Give the lines of the material verbatim, from the first line to the line with "use std::sync::Arc;", including both.

▸ **Extracted records**
↓

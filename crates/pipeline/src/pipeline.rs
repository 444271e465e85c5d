use anyhow::{Context, Result, bail};
use extract::{
    ExtractError, ExtractedChunk, Extractor, LanguageModel, RetryError, RetryPolicy,
    TimeoutError, ValidationReport,
};
use futures::stream::{self, StreamExt};
use index::{Embedder, GraphStore, IndexError, IndexStats, Indexer, VectorStore};
use ingest::{Chunk, Chunker, Document};
use query::{
    Answer, AnswerGenerator, QueryError, RetrievalResult, RetrievalStrategy, Retriever,
};
use serde::Serialize;
use std::future::Future;
use std::sync::Arc;
use tracing::{error, info, warn};

use crate::cache::{CacheStats, CachedEmbedder};
use crate::config::PipelineConfig;
use crate::metrics::{Metrics, TimedOperation};

/// External services the pipeline talks to.
#[derive(Clone)]
pub struct Services {
    pub llm: Arc<dyn LanguageModel>,
    pub embedder: Arc<dyn Embedder>,
    pub graph: Arc<dyn GraphStore>,
    pub vectors: Arc<dyn VectorStore>,
}

#[derive(Debug, Clone, Copy, PartialEq, Eq, Serialize)]
#[serde(rename_all = "snake_case")]
pub enum SkipStage {
    Extraction,
    Indexing,
}

/// A chunk that was left out of the index, and why.
#[derive(Debug, Clone, PartialEq, Eq, Serialize)]
pub struct SkippedChunk {
    pub chunk_id: String,
    pub offset: (usize, usize),
    pub stage: SkipStage,
    pub attempts: usize,
    pub error: String,
}

#[derive(Debug, Clone, Default, PartialEq, Eq, Serialize)]
pub struct IngestReport {
    pub doc_id: String,
    pub source: String,
    pub chunks_total: usize,
    pub chunks_indexed: usize,
    /// Chunks that were not already in the graph.
    pub chunks_new: usize,
    pub nodes_written: usize,
    pub relationships_written: usize,
    /// Relationships whose endpoints were missing at write time.
    pub relationships_rejected: usize,
    /// Entries the extraction validator dropped.
    pub validation: ValidationReport,
    pub skipped: Vec<SkippedChunk>,
}

/// Answer plus the retrieval it was generated from.
#[derive(Debug, Clone, PartialEq, Serialize)]
pub struct QueryOutcome {
    pub answer: Answer,
    pub retrieval: RetrievalResult,
}

pub struct Pipeline {
    config: Arc<PipelineConfig>,
    chunker: Chunker,
    extractor: Extractor,
    indexer: Indexer,
    retriever: Retriever,
    generator: AnswerGenerator,
    retry: RetryPolicy,
    metrics: Arc<Metrics>,
    cache: Option<Arc<CachedEmbedder>>,
}

impl Pipeline {
    pub fn new(config: PipelineConfig, services: Services) -> Result<Self> {
        config.validate()?;

        if services.vectors.dimension() != config.index.dimension {
            bail!(
                "vector store dimension {} does not match configured dimension {}",
                services.vectors.dimension(),
                config.index.dimension
            );
        }

        let chunker = Chunker::new(config.chunking).context("Invalid chunking config")?;

        let (embedder, cache) = if config.cache.enabled {
            let cache = Arc::new(CachedEmbedder::new(
                services.embedder,
                config.cache.max_entries,
            ));
            (cache.clone() as Arc<dyn Embedder>, Some(cache))
        } else {
            (services.embedder, None)
        };

        let extractor = Extractor::new(services.llm.clone(), config.extraction_config());
        let indexer = Indexer::new(
            embedder.clone(),
            services.vectors.clone(),
            services.graph.clone(),
        );
        let retriever = Retriever::new(
            embedder,
            services.vectors,
            services.graph,
            config.retrieval.hop_bound,
        );
        let generator = AnswerGenerator::new(services.llm, config.prompts.answer_template.clone())
            .with_retry(config.retry.policy())
            .with_call_timeout(config.concurrency.request_timeout())
            .with_include_context(config.prompts.include_context);

        Ok(Self {
            retry: config.retry.policy(),
            config: Arc::new(config),
            chunker,
            extractor,
            indexer,
            retriever,
            generator,
            metrics: Metrics::new(),
            cache,
        })
    }

    pub fn config(&self) -> &PipelineConfig {
        &self.config
    }

    pub fn metrics(&self) -> Arc<Metrics> {
        self.metrics.clone()
    }

    pub fn cache_stats(&self) -> Option<CacheStats> {
        self.cache.as_ref().map(|c| c.stats())
    }

    pub async fn stats(&self) -> Result<IndexStats, IndexError> {
        self.indexer.get_stats().await
    }

    /// Chunk, extract and index one document.
    ///
    /// Chunks whose extraction or embedding fails are skipped and listed in
    /// the report. A failing graph store aborts the document; chunks written
    /// before the failure stay in place.
    pub async fn ingest_document(&self, document: &Document) -> Result<IngestReport> {
        let timer = TimedOperation::start();
        let chunks = self
            .chunker
            .chunk_text(&document.doc_id, &document.text, &document.source);

        info!(
            doc_id = %document.doc_id,
            source = %document.source,
            chunks = chunks.len(),
            "Ingesting document"
        );

        let mut report = IngestReport {
            doc_id: document.doc_id.clone(),
            source: document.source.clone(),
            chunks_total: chunks.len(),
            ..IngestReport::default()
        };

        let extraction_futures: Vec<_> = chunks
            .iter()
            .map(|chunk| async move { (chunk, self.extract_with_retry(chunk).await) })
            .collect();
        let mut extractions = stream::iter(extraction_futures)
            .buffered(self.config.concurrency.max_concurrent_extractions);

        while let Some((chunk, extracted)) = extractions.next().await {
            let extracted = match extracted {
                Ok(extracted) => extracted,
                Err(e) => {
                    warn!(
                        doc_id = %chunk.doc_id,
                        chunk_id = %chunk.chunk_id,
                        attempts = e.attempts,
                        error = %e.error,
                        "Skipping chunk, extraction failed"
                    );
                    report.skipped.push(SkippedChunk {
                        chunk_id: chunk.chunk_id.clone(),
                        offset: chunk.offset,
                        stage: SkipStage::Extraction,
                        attempts: e.attempts,
                        error: e.error.to_string(),
                    });
                    continue;
                }
            };

            // validation drops count even when indexing fails
            report.validation.extend(extracted.report);

            match self
                .indexer
                .index_extracted_chunk(chunk, &extracted.extraction)
                .await
            {
                Ok(outcome) => {
                    report.chunks_indexed += 1;
                    if outcome.chunk_created {
                        report.chunks_new += 1;
                    }
                    report.nodes_written += outcome.nodes_written;
                    report.relationships_written += outcome.relationships_written;
                    report.relationships_rejected += outcome.relationships_rejected;
                }
                Err(e @ IndexError::GraphStore(_)) => {
                    error!(
                        doc_id = %chunk.doc_id,
                        chunk_id = %chunk.chunk_id,
                        error = %e,
                        "Graph write failed, aborting document"
                    );
                    self.metrics.record_document_failure();
                    return Err(anyhow::Error::new(e)).with_context(|| {
                        format!("Failed to ingest document {}", document.source)
                    });
                }
                Err(e) => {
                    warn!(
                        doc_id = %chunk.doc_id,
                        chunk_id = %chunk.chunk_id,
                        error = %e,
                        "Skipping chunk, indexing failed"
                    );
                    report.skipped.push(SkippedChunk {
                        chunk_id: chunk.chunk_id.clone(),
                        offset: chunk.offset,
                        stage: SkipStage::Indexing,
                        attempts: 1,
                        error: e.to_string(),
                    });
                }
            }
        }

        let elapsed = timer.elapsed();
        self.metrics.record_ingest(elapsed, &report);

        info!(
            doc_id = %report.doc_id,
            chunks_indexed = report.chunks_indexed,
            chunks_skipped = report.skipped.len(),
            nodes = report.nodes_written,
            relationships = report.relationships_written,
            elapsed_ms = elapsed.as_millis() as u64,
            "Document ingested"
        );

        Ok(report)
    }

    /// Ingests documents in parallel. Results come back in input order, one
    /// per document.
    pub async fn ingest_documents(&self, documents: Vec<Document>) -> Vec<Result<IngestReport>> {
        stream::iter(documents)
            .map(|document| async move { self.ingest_document(&document).await })
            .buffered(self.config.concurrency.max_concurrent_documents)
            .collect()
            .await
    }

    pub async fn retrieve(
        &self,
        query_text: &str,
        strategy: RetrievalStrategy,
        top_k: usize,
    ) -> Result<RetrievalResult, QueryError> {
        self.with_query_timeout(
            "retrieve",
            self.retriever.retrieve(query_text, strategy, top_k),
        )
        .await
    }

    pub async fn answer(
        &self,
        question: &str,
        strategy: RetrievalStrategy,
        top_k: usize,
    ) -> Result<QueryOutcome, QueryError> {
        self.with_query_timeout("answer", async {
            let retrieval = self.retriever.retrieve(question, strategy, top_k).await?;
            let answer = self.generator.generate(question, &retrieval.context).await?;
            Ok(QueryOutcome { answer, retrieval })
        })
        .await
    }

    async fn extract_with_retry(
        &self,
        chunk: &Chunk,
    ) -> Result<ExtractedChunk, RetryError<ExtractError>> {
        let extractor = &self.extractor;
        self.retry
            .retry_if(
                "extract_chunk",
                || async move {
                    extractor
                        .extract_chunk(chunk.chunk_id.clone(), chunk.doc_id.clone(), &chunk.text)
                        .await
                },
                ExtractError::is_retryable,
            )
            .await
    }

    async fn with_query_timeout<T>(
        &self,
        operation: &'static str,
        future: impl Future<Output = Result<T, QueryError>>,
    ) -> Result<T, QueryError> {
        let budget = self.config.concurrency.query_timeout();
        let timer = TimedOperation::start();

        let result = match tokio::time::timeout(budget, future).await {
            Ok(result) => result,
            Err(_) => Err(TimeoutError { operation, budget }.into()),
        };

        self.metrics.record_query(timer.elapsed(), result.is_ok());
        if let Err(e) = &result {
            warn!(operation, error = %e, "Query failed");
        }
        result
    }
}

↑

▸ **Task answer**
filename crates/pipeline/src/pipeline.rs
repository 444271e465e85c5d
use anyhow::{Context, Result, bail};
use extract::{
    ExtractError, ExtractedChunk, Extractor, LanguageModel, RetryError, RetryPolicy,
    TimeoutError, ValidationReport,
};
use futures::stream::{self, StreamExt};
use index::{Embedder, GraphStore, IndexError, IndexStats, Indexer, VectorStore};
use ingest::{Chunk, Chunker, Document};
use query::{
    Answer, AnswerGenerator, QueryError, RetrievalResult, RetrievalStrategy, Retriever,
};
use serde::Serialize;
use std::future::Future;
use std::sync::Arc;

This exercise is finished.